Cachets et patches de scopolamines : attention aux effets secondaires
Mais la méthode n'est pas suffisante et les marins, confirmés ou non, se retrouvent souvent dans les pharmacies. Bracelets d'acupuncture, pilules de gingembre, cachets au nom évocateur ou patches de scopolamine sur ordonnance, les produits sont bien connus. Les effets secondaires aussi : somnolence, troubles de la vision pour les patches. La prise de médicaments n'est pas innocente, mais elle permet de passer le cap, note Benoît Suply, médecin de réserve dans la Marine et souvent embarqué, notamment, lui aussi, à bord de l'Hermione : "Entre être complètement malade et complètement apathique à bords et être un petit peu somnolent, finalement le traitement permet quand même de passer le cap. Alors il y a des nouveaux traitements proposés en préventif, c'est la rééducation optocinétique. Ca permet à l'individu de développer son adaptation. On le stimule dans une cabine comme s'il était sur la mer. C'est une dizaine de séances qui sont proposées, plus ou moins renouvelables, et son organisme va s'habituer au mal de mer. C'est un entraînement avant l'embarquement ".

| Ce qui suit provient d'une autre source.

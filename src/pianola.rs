//! pianola command line - perform MIDI files through synthetic keystrokes
//!
//! The binary is a thin shell around [pianola::PlaybackService]: it parses
//! arguments, bootstraps logging (console plus daily log files in the cache
//! directory), loads configuration and key maps, and then drives one of the
//! subcommands. All timing-critical work stays inside the engine; the shell
//! only waits for completion or ctrl-c.

use std::collections::HashMap;
use std::path::PathBuf;
use std::process::ExitCode;
use std::sync::Arc;
use std::time::Duration;

use clap::{Parser, Subcommand, ValueEnum};
use tracing_subscriber::{layer::SubscriberExt, util::SubscriberInitExt, Layer};

use pianola::analysis::{AnalysisOptions, BlackKeyStrategy, MelodyMode, MelodyOptions, TransposeMode};
use pianola::config::{self, Config};
use pianola::engine::{Command as EngineCommand, Engine, EngineEvent};
use pianola::export;
use pianola::keyboard::{KeyBackend, LogBackend};
use pianola::keymap::KeyMap;
use pianola::midi;
use pianola::note::Role;
use pianola::partition::TrackChannelPartitioner;
use pianola::player::PlayerCallbacks;
use pianola::score;
use pianola::service::PlaybackService;
use pianola::timing::TimingService;
use pianola::version::Version;

#[derive(Parser, Debug)]
#[command(version = format!("{}", Version::default()))]
/// pianola performs MIDI files on virtual instruments through synthetic keystrokes
struct Cli {
    /// Path to the configuration file
    #[arg(long)]
    config: Option<PathBuf>,

    /// Key map JSON file overriding the configured profile
    #[arg(long)]
    keymap: Option<PathBuf>,

    /// Disable colors. Overwrites NO_COLOR environment variable
    #[arg(long = "no-color", default_value_t = false)]
    disable_colors: bool,

    #[command(subcommand)]
    command: Command,
}

#[derive(Subcommand, Debug)]
enum Command {
    /// Perform a MIDI file now
    Play {
        /// The file to perform
        file: PathBuf,

        /// Tempo multiplier; defaults to the configured value
        #[arg(short, long)]
        tempo: Option<f64>,

        /// Shift the whole piece by this many semitones
        #[arg(long)]
        transpose: Option<i32>,

        /// Pick the transposition that maximizes the white-key ratio
        #[arg(long, default_value_t = false)]
        auto_transpose: bool,

        /// Reduce the piece to a single melody line first
        #[arg(long, default_value_t = false)]
        melody: bool,

        /// Melody extraction mode
        #[arg(long, value_enum, default_value_t = MelodyModeArg::Entropy)]
        melody_mode: MelodyModeArg,

        /// How black keys are folded onto the white rows
        #[arg(long, value_enum, default_value_t = BlackKeysArg::Down)]
        black_keys: BlackKeysArg,

        /// Skip start-time quantization
        #[arg(long, default_value_t = false)]
        no_quantize: bool,
    },

    /// Split a file into sections and perform a selection
    Parts {
        /// The file to split
        file: PathBuf,

        /// Section names to play; empty plays every section
        #[arg(long)]
        select: Vec<String>,

        /// Roles to include: melody, bass, drums
        #[arg(long)]
        roles: Vec<String>,

        /// Tempo multiplier
        #[arg(short, long)]
        tempo: Option<f64>,

        /// Only list the sections, do not play
        #[arg(long, default_value_t = false)]
        list: bool,
    },

    /// Export analyses of a file instead of playing it
    Export {
        /// The file to export from
        file: PathBuf,

        /// Output directory
        #[arg(short, long, default_value = "pianola-export")]
        out: PathBuf,

        /// What to write
        #[arg(long, value_enum, default_value_t = ExportKind::Csv)]
        what: ExportKind,
    },

    /// Arm a synchronized performance start at a wall-clock time today
    Schedule {
        /// The file to perform
        file: PathBuf,

        /// Target time as HH:MM:SS or HH:MM:SS.mmm
        at: String,

        /// Tempo multiplier
        #[arg(short, long)]
        tempo: Option<f64>,
    },

    /// Check clock synchronization quality and exit
    Sync,
}

/// CLI face of [MelodyMode]
#[derive(ValueEnum, Clone, Copy, Debug)]
enum MelodyModeArg {
    /// Channel selection only
    Entropy,
    /// Beat-similarity filtering
    Beat,
    /// Repetition filtering
    Repetition,
    /// Repetition, then beat
    Hybrid,
}

impl From<MelodyModeArg> for MelodyMode {
    fn from(value: MelodyModeArg) -> Self {
        match value {
            MelodyModeArg::Entropy => Self::Entropy,
            MelodyModeArg::Beat => Self::Beat,
            MelodyModeArg::Repetition => Self::Repetition,
            MelodyModeArg::Hybrid => Self::Hybrid,
        }
    }
}

/// CLI face of [BlackKeyStrategy]
#[derive(ValueEnum, Clone, Copy, Debug)]
enum BlackKeysArg {
    /// Leave black keys alone
    Off,
    /// Rewrite to the nearest lower white key
    Down,
    /// Rewrite to the closer white neighbor
    Nearest,
}

impl From<BlackKeysArg> for BlackKeyStrategy {
    fn from(value: BlackKeysArg) -> Self {
        match value {
            BlackKeysArg::Off => Self::Off,
            BlackKeysArg::Down => Self::Down,
            BlackKeysArg::Nearest => Self::Nearest,
        }
    }
}

/// What the export subcommand writes
#[derive(ValueEnum, Clone, Copy, Debug)]
enum ExportKind {
    /// Event table as CSV
    Csv,
    /// Key-notation text
    Keys,
    /// Timestamped text score
    Score,
    /// One MIDI file per section
    Parts,
    /// All sections merged into one multi-track MIDI file
    Song,
}
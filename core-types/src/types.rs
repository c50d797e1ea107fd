// Copyright (c) James Kassemi, SC, US. All rights reserved.

use std::collections::BTreeMap;
use std::fmt;
use std::str::FromStr;

use chrono::NaiveDate;
use serde::{Deserialize, Deserializer, Serialize, Serializer};
use thiserror::Error;

/// Address family of an allocation record.
#[derive(Clone, Copy, Debug, PartialEq, Eq, Hash, PartialOrd, Ord, Serialize, Deserialize)]
pub enum IpVersion {
    V4,
    V6,
}

impl IpVersion {
    pub fn as_str(&self) -> &'static str {
        match self {
            IpVersion::V4 => "4",
            IpVersion::V6 => "6",
        }
    }
}

impl fmt::Display for IpVersion {
    fn fmt(&self, f: &mut fmt::Formatter<'_>) -> fmt::Result {
        f.write_str(self.as_str())
    }
}

impl FromStr for IpVersion {
    type Err = VersionParseError;

    fn from_str(value: &str) -> Result<Self, Self::Err> {
        match value {
            "4" | "v4" => Ok(IpVersion::V4),
            "6" | "v6" => Ok(IpVersion::V6),
            other => Err(VersionParseError {
                value: other.to_string(),
            }),
        }
    }
}

#[derive(Debug, Error)]
#[error("unknown ip version '{value}' (expected '4' or '6')")]
pub struct VersionParseError {
    pub value: String,
}

/// Bucket granularity selector for the v6 scheme. v4 only ever has one
/// granularity and is pinned to [`Tightness::Straight`].
#[derive(Clone, Copy, Debug, PartialEq, Eq, Hash, PartialOrd, Ord, Serialize, Deserialize)]
#[serde(rename_all = "snake_case")]
pub enum Tightness {
    /// /20-equivalent buckets.
    Straight,
    /// /24-equivalent buckets.
    Tight,
}

impl Tightness {
    pub fn as_flag(&self) -> u8 {
        match self {
            Tightness::Straight => 0,
            Tightness::Tight => 1,
        }
    }
}

/// Validated two-letter ISO-like country code, uppercase ASCII.
///
/// A fixed-width value type keeps set differences and map ordering
/// well-defined instead of leaning on free-form strings.
#[derive(Clone, Copy, PartialEq, Eq, PartialOrd, Ord, Hash)]
pub struct CountryCode([u8; 2]);

impl CountryCode {
    pub const CN: CountryCode = CountryCode(*b"CN");
    pub const EU: CountryCode = CountryCode(*b"EU");
    pub const HK: CountryCode = CountryCode(*b"HK");
    pub const MO: CountryCode = CountryCode(*b"MO");
    pub const TW: CountryCode = CountryCode(*b"TW");

    pub fn new(code: &str) -> Result<Self, CountryCodeError> {
        let bytes = code.as_bytes();
        if bytes.len() != 2 {
            return Err(CountryCodeError {
                value: code.to_string(),
            });
        }
        let a = bytes[0].to_ascii_uppercase();
        let b = bytes[1].to_ascii_uppercase();
        if !a.is_ascii_uppercase() || !b.is_ascii_uppercase() {
            return Err(CountryCodeError {
                value: code.to_string(),
            });
        }
        Ok(CountryCode([a, b]))
    }

    pub fn as_str(&self) -> &str {
        std::str::from_utf8(&self.0).expect("country code is ascii")
    }

    /// Folds the focused regions (HK, MO, TW) into CN. Applied once at
    /// ingestion so aggregates never see the unfolded codes.
    pub fn fold_region(self) -> Self {
        match self {
            CountryCode::HK | CountryCode::MO | CountryCode::TW => CountryCode::CN,
            other => other,
        }
    }

    /// EU rows carry no usable country and are dropped at ingestion.
    pub fn is_hidden(self) -> bool {
        self == CountryCode::EU
    }
}

impl fmt::Display for CountryCode {
    fn fmt(&self, f: &mut fmt::Formatter<'_>) -> fmt::Result {
        f.write_str(self.as_str())
    }
}

impl fmt::Debug for CountryCode {
    fn fmt(&self, f: &mut fmt::Formatter<'_>) -> fmt::Result {
        write!(f, "CountryCode({})", self.as_str())
    }
}

impl FromStr for CountryCode {
    type Err = CountryCodeError;

    fn from_str(value: &str) -> Result<Self, Self::Err> {
        CountryCode::new(value)
    }
}

impl Serialize for CountryCode {
    fn serialize<S: Serializer>(&self, serializer: S) -> Result<S::Ok, S::Error> {
        serializer.serialize_str(self.as_str())
    }
}

impl<'de> Deserialize<'de> for CountryCode {
    fn deserialize<D: Deserializer<'de>>(deserializer: D) -> Result<Self, D::Error> {
        let raw = String::deserialize(deserializer)?;
        CountryCode::new(&raw).map_err(serde::de::Error::custom)
    }
}

#[derive(Debug, Error)]
#[error("invalid country code '{value}' (expected two ascii letters)")]
pub struct CountryCodeError {
    pub value: String,
}

/// Calendar day as carried by registry delegation files: integer YYYYMMDD.
#[derive(Clone, Copy, Debug, PartialEq, Eq, PartialOrd, Ord, Hash, Serialize, Deserialize)]
#[serde(transparent)]
pub struct Day(pub u32);

impl Day {
    pub const ZERO: Day = Day(0);

    pub fn new(raw: u32) -> Self {
        Day(raw)
    }

    pub fn from_ymd(year: u32, month: u32, day: u32) -> Self {
        Day(year * 10_000 + month * 100 + day)
    }

    pub fn year(&self) -> u32 {
        self.0 / 10_000
    }

    pub fn month_day(&self) -> u32 {
        self.0 % 10_000
    }

    /// Delegation files occasionally carry unparsable dates; those fold to
    /// day zero rather than rejecting the whole record.
    pub fn parse_lenient(raw: &str) -> Self {
        raw.trim().parse::<u32>().map(Day).unwrap_or(Day::ZERO)
    }

    pub fn as_naive(&self) -> Option<NaiveDate> {
        NaiveDate::from_ymd_opt(
            self.year() as i32,
            self.month_day() / 100,
            self.month_day() % 100,
        )
    }
}

impl fmt::Display for Day {
    fn fmt(&self, f: &mut fmt::Formatter<'_>) -> fmt::Result {
        write!(f, "{}", self.0)
    }
}

/// Coarsened address block used as aggregation granularity, e.g. `1.0.0.0/16`.
pub type BucketKey = String;

/// Per-country cumulative address counts keyed by bucket.
pub type BucketCounts = BTreeMap<BucketKey, u128>;

/// The combined country -> bucket -> count working map the reconciler
/// produces. BTreeMap keeps iteration deterministic; bucket ownership
/// tie-breaks resolve to the lexically smallest country code.
pub type CountrySpace = BTreeMap<CountryCode, BucketCounts>;

/// Accumulates a count into the working map, never overwriting: repeated
/// contributions for the same (country, bucket) pair add up.
pub fn add_count(space: &mut CountrySpace, country: CountryCode, bucket: BucketKey, count: u128) {
    *space
        .entry(country)
        .or_default()
        .entry(bucket)
        .or_insert(0) += count;
}

/// Which precomputed bucket field an aggregation groups by.
#[derive(Clone, Copy, Debug, PartialEq, Eq)]
pub enum BucketField {
    V4,
    V6Tight,
    V6Straight,
}

impl BucketField {
    pub fn select(version: IpVersion, tightness: Tightness) -> Self {
        match (version, tightness) {
            (IpVersion::V4, _) => BucketField::V4,
            (IpVersion::V6, Tightness::Tight) => BucketField::V6Tight,
            (IpVersion::V6, Tightness::Straight) => BucketField::V6Straight,
        }
    }
}

/// Ordered numeric bounds of an allocated range. v4 ranges are exact 32-bit
/// integers; v6 ranges are string-encoded expanded addresses.
#[derive(Clone, Debug, PartialEq, Eq, Serialize, Deserialize)]
pub enum PrefixRange {
    V4 { start: u32, end: u32 },
    V6 { start: String, end: String },
}

/// Precomputed bucket keys, assigned at ingestion time. The v6 scheme keeps
/// two independent keys, one per tightness level.
#[derive(Clone, Debug, PartialEq, Eq, Serialize, Deserialize)]
pub enum BucketKeys {
    V4(BucketKey),
    V6 { tight: BucketKey, straight: BucketKey },
}

/// One normalized allocation row. Immutable once ingested.
#[derive(Clone, Debug, Serialize, Deserialize)]
pub struct AllocationRecord {
    pub registry: String,
    pub country: CountryCode,
    pub status: String,
    pub date: Day,
    pub range: PrefixRange,
    pub prefix: String,
    pub cidr: u8,
    pub count: u128,
    pub buckets: BucketKeys,
}

impl AllocationRecord {
    pub fn version(&self) -> IpVersion {
        match self.range {
            PrefixRange::V4 { .. } => IpVersion::V4,
            PrefixRange::V6 { .. } => IpVersion::V6,
        }
    }

    /// Bucket key for the requested field, or `None` if the record belongs
    /// to the other address family.
    pub fn bucket_for(&self, field: BucketField) -> Option<&BucketKey> {
        match (&self.buckets, field) {
            (BucketKeys::V4(bucket), BucketField::V4) => Some(bucket),
            (BucketKeys::V6 { tight, .. }, BucketField::V6Tight) => Some(tight),
            (BucketKeys::V6 { straight, .. }, BucketField::V6Straight) => Some(straight),
            _ => None,
        }
    }
}
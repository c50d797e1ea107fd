// Copyright (c) James Kassemi, SC, US. All rights reserved.

//! Snapshot documents and the two-tier snapshot cache.
//!
//! A [`Snapshot`] is the persisted aggregate for one `(version, date,
//! tightness)` key. Reads go through [`TieredSnapshots`]: the in-process
//! mirror first, then the durable store, warming the mirror on a store
//! hit. The two tiers miss independently; a durable hit says nothing
//! about the process cache and vice versa.

use std::collections::{BTreeSet, HashMap};
use std::fs;
use std::path::PathBuf;
use std::sync::Arc;

use async_trait::async_trait;
use log::{debug, warn};
use parking_lot::RwLock;
use serde::{Deserialize, Serialize};
use thiserror::Error;

use core_types::types::{CountryCode, CountrySpace, Day, IpVersion, Tightness};

#[derive(Debug, Error)]
pub enum SnapshotStoreError {
    #[error("io error: {0}")]
    Io(#[from] std::io::Error),
    #[error("serialization error: {0}")]
    Serde(#[from] serde_json::Error),
    #[error("snapshot store unavailable: {detail}")]
    Unavailable { detail: String },
}

pub type Result<T> = std::result::Result<T, SnapshotStoreError>;

/// Cache/store key. Tightness is meaningless for v4 and pinned to
/// `Straight` so v4 keys collapse to a single granularity.
#[derive(Clone, Copy, Debug, PartialEq, Eq, Hash, PartialOrd, Ord)]
pub struct SnapshotKey {
    pub version: IpVersion,
    pub date: Day,
    pub tightness: Tightness,
}

impl SnapshotKey {
    pub fn new(version: IpVersion, date: Day, tightness: Tightness) -> Self {
        let tightness = match version {
            IpVersion::V4 => Tightness::Straight,
            IpVersion::V6 => tightness,
        };
        Self {
            version,
            date,
            tightness,
        }
    }

    /// Stable token used for file names and log lines, e.g. `6-20230101-1`.
    pub fn token(&self) -> String {
        match self.version {
            IpVersion::V4 => format!("4-{}", self.date),
            IpVersion::V6 => format!("6-{}-{}", self.date, self.tightness.as_flag()),
        }
    }
}

/// Persisted aggregate for one key.
///
/// `data` is authoritative only for the countries in `known_countries`;
/// a country missing from that set must not be trusted even if a stale
/// copy left an entry behind.
#[derive(Clone, Debug, PartialEq, Serialize, Deserialize)]
pub struct Snapshot {
    pub date: Day,
    pub known_countries: BTreeSet<CountryCode>,
    pub data: CountrySpace,
}

impl Snapshot {
    pub fn new(date: Day, known_countries: BTreeSet<CountryCode>, data: CountrySpace) -> Self {
        Self {
            date,
            known_countries,
            data,
        }
    }
}

/// Durable keyed snapshot storage. Entries live until overwritten; no
/// eviction or expiry is defined.
#[async_trait]
pub trait SnapshotStore: Send + Sync {
    async fn get(&self, key: &SnapshotKey) -> Result<Option<Snapshot>>;
    async fn put(&self, key: &SnapshotKey, snapshot: Snapshot) -> Result<()>;
}

/// In-memory keyed store. Serves as the process cache tier and as the
/// durable tier in tests.
#[derive(Default)]
pub struct MemorySnapshotStore {
    entries: RwLock<HashMap<SnapshotKey, Snapshot>>,
}

impl MemorySnapshotStore {
    pub fn new() -> Self {
        Self::default()
    }

    pub fn len(&self) -> usize {
        self.entries.read().len()
    }

    pub fn is_empty(&self) -> bool {
        self.entries.read().is_empty()
    }
}

#[async_trait]
impl SnapshotStore for MemorySnapshotStore {
    async fn get(&self, key: &SnapshotKey) -> Result<Option<Snapshot>> {
        Ok(self.entries.read().get(key).cloned())
    }

    async fn put(&self, key: &SnapshotKey, snapshot: Snapshot) -> Result<()> {
        self.entries.write().insert(*key, snapshot);
        Ok(())
    }
}

/// Snapshot store backed by one pretty-printed JSON file per key.
pub struct FileSnapshotStore {
    root: PathBuf,
}

impl FileSnapshotStore {
    pub fn new(root: impl Into<PathBuf>) -> Self {
        Self { root: root.into() }
    }

    fn file_path(&self, key: &SnapshotKey) -> PathBuf {
        self.root.join(format!("space-{}.json", key.token()))
    }
}

#[async_trait]
impl SnapshotStore for FileSnapshotStore {
    async fn get(&self, key: &SnapshotKey) -> Result<Option<Snapshot>> {
        let path = self.file_path(key);
        if !path.exists() {
            return Ok(None);
        }
        let raw = fs::read_to_string(path)?;
        Ok(Some(serde_json::from_str(&raw)?))
    }

    async fn put(&self, key: &SnapshotKey, snapshot: Snapshot) -> Result<()> {
        let path = self.file_path(key);
        if let Some(parent) = path.parent() {
            fs::create_dir_all(parent)?;
        }
        let file = fs::File::create(path)?;
        serde_json::to_writer_pretty(file, &snapshot)?;
        Ok(())
    }
}

/// Read-through composition of the process cache and the durable store.
pub struct TieredSnapshots {
    process: MemorySnapshotStore,
    durable: Arc<dyn SnapshotStore>,
}

impl TieredSnapshots {
    pub fn new(durable: Arc<dyn SnapshotStore>) -> Self {
        Self {
            process: MemorySnapshotStore::new(),
            durable,
        }
    }

    /// Cheapest source first: the process mirror, then the durable store.
    /// A durable hit warms the mirror before returning.
    pub async fn get(&self, key: &SnapshotKey) -> Result<Option<Snapshot>> {
        if let Some(snapshot) = self.process.get(key).await? {
            debug!("snapshot cache hit key={}", key.token());
            return Ok(Some(snapshot));
        }
        match self.durable.get(key).await? {
            Some(snapshot) => {
                debug!("snapshot store hit key={}; warming process cache", key.token());
                if let Err(err) = self.process.put(key, snapshot.clone()).await {
                    warn!("failed to warm process cache for key={}: {err}", key.token());
                }
                Ok(Some(snapshot))
            }
            None => Ok(None),
        }
    }

    /// Write-through: the process mirror first, then the durable store.
    /// Entries replace wholesale; there is no field-level patching.
    pub async fn put(&self, key: &SnapshotKey, snapshot: Snapshot) -> Result<()> {
        if let Err(err) = self.process.put(key, snapshot.clone()).await {
            warn!("failed to set process cache for key={}: {err}", key.token());
        }
        self.durable.put(key, snapshot).await
    }
}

Les dernières recherches ont conduit à développer de nouveaux produits. Professionnel de l'optique, Hubert Jeannin a ainsi conçu, en 2011, des lunettes contre le mal de mer. Il en a déjà diffusé 7.000 paires et revendique un taux de réussite de 100%, à condition de ne prendre aucun médicament. Un liquide bleu se trouve emprisonné dans des anneaux autour des yeux et sur les branches : "Certains disent que ce n'est pas très esthétique mais on ne les porte que 12 minutes. Il s'agit de petits anneaux qui sont remplis d'un liquide coloré et dont on voit le mouvement lorsqu'on se déplace et c'est cette information que l'oeil envoie à l'oreille interne ". Les lunettes mettent ainsi l'oeil d'accord avec l'oreille interne et les symptômes sont censés disparaître.
La banane, arme ultime
Plus récemment encore, deux passionnés de navigation du Nord ont mis au point un sous-vêtement qui aide à atténuer les effets du mal de mer. Partis des recherches sur le maintient corporel, ils estiment que ce sont les muscles qui jouent un rôle déterminant : "On est en défaut de stabilité et de maintient musculaire avant d'être nauséeux. Donc une des façons d'apporter la stabilité et tonicité c'est de réchauffer les muscles avec un vêtement assez gaînant, près du corps". Et les retours de 18 mois de tests montreraient un effet positif à hauteur de 80% pour le mal de mer et 95% en voiture.
Si en plus des fameux "4 F" - faim, froid, frousse, fatigue - cet arsenal ne suffit pas, il reste l'arme ultime du marin : la banane. Nourrissante et énergétique, elle permet de ne pas trop s'affaiblir, en ayant le considérable avantage d'avoir le même goût dans les deux sens.